Mencius - Confucian Philosopher

Mencius is the Latinized form for Mengzi (Meng Tzu), which means "Master Meng" in Chinese. He is revered as China’s Second Sage, surpassed only by Confucius. His personal name was Ke (K’o), and like Confucius he came from a lower aristocratic family.

Mencius’s mother was widowed, but she made sure that he grew up in a good environment. She is honored as a model mother, and he later showed her great devotion. Mencius studied under the disciple of a grandson of Confucius.

Like Confucius he traveled from state to state attempting to convince rulers to govern by virtue and follow the ways of ancient sage rulers, most often in vain; also like Confucius he was a distinguished teacher. He debated with other philosophers, most notably with Moists. He wrote a book entitled The Mencius, which contains his sayings and teachings.

Mencius expounded on Confucian teachings on government and human nature. He emphasized the quality called ren (jen), which means "humanity" and "love", but unlike the Moists who insisted on universal love, or the obligation to love all equally, Mencius insisted that one’s love to others is graded depending on their mutual relationships and obligations.


Mencius also insisted on the practice of righteousness, a sense of duty, or yi (i), in human relations. He argued that it was the practice of these virtues that had made the reigns of ancient rulers a golden age.

Mencius lectured about benevolent government, insisting that the government existed for the people, not vice versa. But if the ruler neglected his responsibilities, or worse if he misruled his people, Mencius was more radical than Confucius, saying that such a ruler has forfeited the Mandate of Heaven and should be overthrown.

He further explained that while the ruler owed the people a moral example, he could not expect them to practice virtue without enjoying economic well-being. Thus he advocated and explained various social and economic programs that would be in the enlightened self-interest of rulers to provide.

He idealized the early Zhou dynasty for implementing the well-field system, one that divided the land equitably for groups of eight farming families that jointly farmed a ninth plot for the government and argued for its restoration.

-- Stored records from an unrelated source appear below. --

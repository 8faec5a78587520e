//! Frame assembly: turning arbitrary byte chunks into fixed-size record blocks
//!
//! Transport chunk boundaries carry no meaning. The assembler copies each chunk
//! into a rolling buffer and hands out complete `record_size` blocks from the
//! head in arrival order. A trailing partial record stays buffered until more
//! bytes arrive.
//!
//! The buffer never holds more than the configured limit. A chunk larger than
//! the free space is taken in slices, with complete records handed out between
//! slices, so one message carrying many records is framed without loss.
//!
//! There are no magic bytes, length prefixes or checksums to resynchronise on.
//! If the configured record size does not match the device cadence the framing
//! drifts permanently. The limit fails with [`StreamError::FramingOverflow`]
//! when it fills up without a record completing.
//!
//! ```rust
//! use ascan_stream::framing::FrameAssembler;
//! use ascan_stream::types::RecordShape;
//!
//! let shape = RecordShape::new(4).unwrap(); // 36-byte records
//! let mut assembler = FrameAssembler::new(shape, 2);
//!
//! // 10 records plus 14 bytes of the next one, more than the 72-byte limit
//! let chunk = vec![0u8; 10 * 36 + 14];
//! let records: Vec<_> = assembler.feed(&chunk).collect::<Result<_, _>>().unwrap();
//! assert_eq!(records.len(), 10);
//! assert_eq!(assembler.buffered(), 14);
//! ```

use bytes::{Bytes, BytesMut};
use tracing::{debug, trace};

use crate::types::RecordShape;
use crate::{Result, StreamError};

/// Rolling buffer that extracts complete records from a byte stream.
#[derive(Debug)]
pub struct FrameAssembler {
    buffer: BytesMut,
    record_size: usize,
    max_buffered: usize,
}

impl FrameAssembler {
    /// Create an assembler that holds at most `max_buffered_records` worth of
    /// bytes at a time.
    pub fn new(shape: RecordShape, max_buffered_records: usize) -> Self {
        let record_size = shape.record_size();
        Self::with_limit(record_size, record_size.saturating_mul(max_buffered_records.max(1)))
    }

    /// Create an assembler with an explicit byte limit.
    ///
    /// A limit below `record_size` means no record can ever complete; the
    /// first `max_buffered + 1` bytes fail with an overflow.
    pub fn with_limit(record_size: usize, max_buffered: usize) -> Self {
        debug_assert!(record_size > 0);
        let max_buffered = max_buffered.max(1);
        Self {
            buffer: BytesMut::with_capacity(record_size.min(max_buffered) * 2),
            record_size,
            max_buffered,
        }
    }

    /// Copy as much of `chunk` as fits under the limit.
    ///
    /// Returns the number of bytes taken; the caller takes complete records
    /// out with [`FrameAssembler::next_record`] and offers the rest again.
    /// Fails when the buffer is full and still holds no complete record.
    pub fn push(&mut self, chunk: &[u8]) -> Result<usize> {
        if chunk.is_empty() {
            return Ok(0);
        }

        let room = self.max_buffered - self.buffer.len();
        if room == 0 {
            if self.buffer.len() >= self.record_size {
                return Ok(0);
            }
            let pending = self.buffer.len() + chunk.len();
            debug!(
                pending,
                limit = self.max_buffered,
                record_size = self.record_size,
                "Framing bound exceeded without a complete record"
            );
            return Err(StreamError::FramingOverflow {
                buffered: pending,
                limit: self.max_buffered,
                record_size: self.record_size,
            });
        }

        let taken = room.min(chunk.len());
        self.buffer.extend_from_slice(&chunk[..taken]);
        trace!(taken, offered = chunk.len(), buffered = self.buffer.len(), "Chunk appended");
        Ok(taken)
    }

    /// Frame a whole chunk, yielding each record as soon as it completes.
    ///
    /// Stops after the first error.
    pub fn feed<'a>(&'a mut self, chunk: &'a [u8]) -> Feed<'a> {
        Feed { assembler: self, rest: chunk }
    }

    /// Take the next complete record from the head of the buffer, if any.
    pub fn next_record(&mut self) -> Option<Bytes> {
        if self.buffer.len() < self.record_size {
            return None;
        }
        Some(self.buffer.split_to(self.record_size).freeze())
    }

    /// Iterate over every complete record currently buffered.
    pub fn drain(&mut self) -> Drain<'_> {
        Drain { assembler: self }
    }

    /// Bytes waiting for the rest of their record.
    pub fn buffered(&self) -> usize {
        self.buffer.len()
    }

    pub fn record_size(&self) -> usize {
        self.record_size
    }

    pub fn limit(&self) -> usize {
        self.max_buffered
    }

    /// Discard any partial record. Returns the number of bytes dropped.
    ///
    /// Only used when a new connection starts; a partial frame from a previous
    /// connection can never be completed.
    pub fn reset(&mut self) -> usize {
        let dropped = self.buffer.len();
        self.buffer.clear();
        if dropped > 0 {
            debug!(dropped, "Discarded partial record on framing reset");
        }
        dropped
    }
}

/// Iterator returned by [`FrameAssembler::drain`].
pub struct Drain<'a> {
    assembler: &'a mut FrameAssembler,
}

impl Iterator for Drain<'_> {
    type Item = Bytes;

    fn next(&mut self) -> Option<Self::Item> {
        self.assembler.next_record()
    }
}

/// Iterator returned by [`FrameAssembler::feed`].
pub struct Feed<'a> {
    assembler: &'a mut FrameAssembler,
    rest: &'a [u8],
}

impl Feed<'_> {
    /// Bytes of the chunk not yet copied into the buffer.
    pub fn remaining(&self) -> usize {
        self.rest.len()
    }
}

impl Iterator for Feed<'_> {
    type Item = Result<Bytes>;

    fn next(&mut self) -> Option<Self::Item> {
        loop {
            if let Some(record) = self.assembler.next_record() {
                return Some(Ok(record));
            }
            if self.rest.is_empty() {
                return None;
            }
            // No complete record is buffered here, so push either makes
            // progress or reports an overflow.
            match self.assembler.push(self.rest) {
                Ok(taken) => self.rest = &self.rest[taken..],
                Err(error) => {
                    self.rest = &[];
                    return Some(Err(error));
                }
            }
        }
    }
}
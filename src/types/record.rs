//! Record shape, header and decoded record types

use serde::{Deserialize, Serialize};
use std::fmt;
use std::sync::Arc;

use crate::{Result, StreamError};

// Size constants for the on-wire record
pub const HEADER_SIZE: usize = 28;
pub const SAMPLE_WIDTH: usize = 2;

/// Upper bound on samples per record; larger values indicate a corrupt setting.
pub const MAX_SAMPLE_COUNT: u32 = 1 << 20;

/// Packet start marker written by the firmware in the first four header bytes.
pub const EXPECTED_MAGIC: [u8; 4] = *b"FtH1";

/// Byte order of the 16-bit samples in the payload.
#[derive(Debug, Clone, Copy, PartialEq, Eq, Default, Serialize, Deserialize)]
#[serde(rename_all = "lowercase")]
pub enum ByteOrder {
    /// Device native order
    #[default]
    Little,
    Big,
}

impl ByteOrder {
    /// Decode one sample from two payload bytes.
    #[inline]
    pub fn read_i16(self, bytes: [u8; 2]) -> i16 {
        match self {
            ByteOrder::Little => i16::from_le_bytes(bytes),
            ByteOrder::Big => i16::from_be_bytes(bytes),
        }
    }

    /// Encode one sample into two payload bytes.
    #[inline]
    pub fn write_i16(self, value: i16) -> [u8; 2] {
        match self {
            ByteOrder::Little => value.to_le_bytes(),
            ByteOrder::Big => value.to_be_bytes(),
        }
    }
}

/// Fixed size of every record in a session.
#[derive(Debug, Clone, Copy, PartialEq, Eq, Hash)]
pub struct RecordShape {
    sample_count: u32,
}

impl RecordShape {
    /// Create a shape for `sample_count` samples per record.
    ///
    /// `sample_count` must equal the device's configured `ascan_length`.
    pub fn new(sample_count: u32) -> Result<Self> {
        if sample_count == 0 {
            return Err(StreamError::configuration("sample_count", "must be greater than zero"));
        }
        if sample_count > MAX_SAMPLE_COUNT {
            return Err(StreamError::configuration(
                "sample_count",
                format!("{sample_count} is unreasonably large (limit {MAX_SAMPLE_COUNT})"),
            ));
        }
        Ok(Self { sample_count })
    }

    pub fn sample_count(&self) -> usize {
        self.sample_count as usize
    }

    pub fn payload_size(&self) -> usize {
        self.sample_count() * SAMPLE_WIDTH
    }

    /// Total bytes per record: header plus payload.
    pub fn record_size(&self) -> usize {
        HEADER_SIZE + self.payload_size()
    }
}

/// The 28-byte record header.
///
/// The bytes are kept verbatim. Accessors follow the vendor-documented layout
/// (little-endian sub-fields) but nothing in this crate uses them to accept or
/// reject a record.
///
/// ```text
/// offset size field
/// 0      4    magic ("FtH1")
/// 4      12   ctp coordinates, 3 x u32
/// 16     3    declared length (u16 low word + u8 high byte)
/// 19     1    packet number
/// 20     3    telemetry bytes
/// 23     1    buffer full flag
/// 24     1    buffer fill level
/// 25     1    accumulated A-scan count
/// 26     2    reserved
/// ```
#[derive(Clone, Copy, PartialEq, Eq, Hash)]
pub struct RecordHeader([u8; HEADER_SIZE]);

impl RecordHeader {
    pub fn from_bytes(bytes: [u8; HEADER_SIZE]) -> Self {
        Self(bytes)
    }

    pub fn as_bytes(&self) -> &[u8; HEADER_SIZE] {
        &self.0
    }

    pub fn magic(&self) -> [u8; 4] {
        [self.0[0], self.0[1], self.0[2], self.0[3]]
    }

    /// Informational only.
    pub fn has_expected_magic(&self) -> bool {
        self.magic() == EXPECTED_MAGIC
    }

    pub fn ctp(&self) -> [u32; 3] {
        [self.u32_at(4), self.u32_at(8), self.u32_at(12)]
    }

    /// 24-bit length announced by the firmware.
    pub fn declared_length(&self) -> u32 {
        let low = u16::from_le_bytes([self.0[16], self.0[17]]) as u32;
        let high = self.0[18] as u32;
        (high << 16) | low
    }

    pub fn packet_number(&self) -> u8 {
        self.0[19]
    }

    pub fn telemetry(&self) -> [u8; 3] {
        [self.0[20], self.0[21], self.0[22]]
    }

    pub fn is_full(&self) -> bool {
        self.0[23] != 0
    }

    pub fn buffer_fill(&self) -> u8 {
        self.0[24]
    }

    pub fn ascan_count(&self) -> u8 {
        self.0[25]
    }

    pub fn reserved(&self) -> [u8; 2] {
        [self.0[26], self.0[27]]
    }

    fn u32_at(&self, offset: usize) -> u32 {
        u32::from_le_bytes([
            self.0[offset],
            self.0[offset + 1],
            self.0[offset + 2],
            self.0[offset + 3],
        ])
    }
}

impl fmt::Debug for RecordHeader {
    fn fmt(&self, f: &mut fmt::Formatter<'_>) -> fmt::Result {
        f.debug_struct("RecordHeader")
            .field("magic", &String::from_utf8_lossy(&self.magic()))
            .field("packet_number", &self.packet_number())
            .field("declared_length", &self.declared_length())
            .field("raw", &self.0)
            .finish()
    }
}

/// One decoded A-scan record.
///
/// Immutable once built; cloning shares the sample buffer.
#[derive(Debug, Clone, PartialEq, Eq)]
pub struct Record {
    sequence: u64,
    header: RecordHeader,
    samples: Arc<[i16]>,
}

impl Record {
    pub fn new(sequence: u64, header: RecordHeader, samples: Vec<i16>) -> Self {
        Self { sequence, header, samples: samples.into() }
    }

    /// Zero-based position of this record in the session's stream.
    pub fn sequence(&self) -> u64 {
        self.sequence
    }

    pub fn header(&self) -> &RecordHeader {
        &self.header
    }

    pub fn samples(&self) -> &[i16] {
        &self.samples
    }

    pub fn len(&self) -> usize {
        self.samples.len()
    }

    pub fn is_empty(&self) -> bool {
        self.samples.is_empty()
    }
}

Mencius taught that all people are born with the beginnings of virtue and inclination to goodness, which is as natural as water’s inclination to flow downward. People turn to evil when they neglect to cultivate their innate goodness.

Thus, self-cultivation, a moral education, and the study of history are essential for individuals to return to purity, and the same applies to states to return to the virtuous ways of the golden age. These teachings have made Mencius loved by the people and feared by tyrants.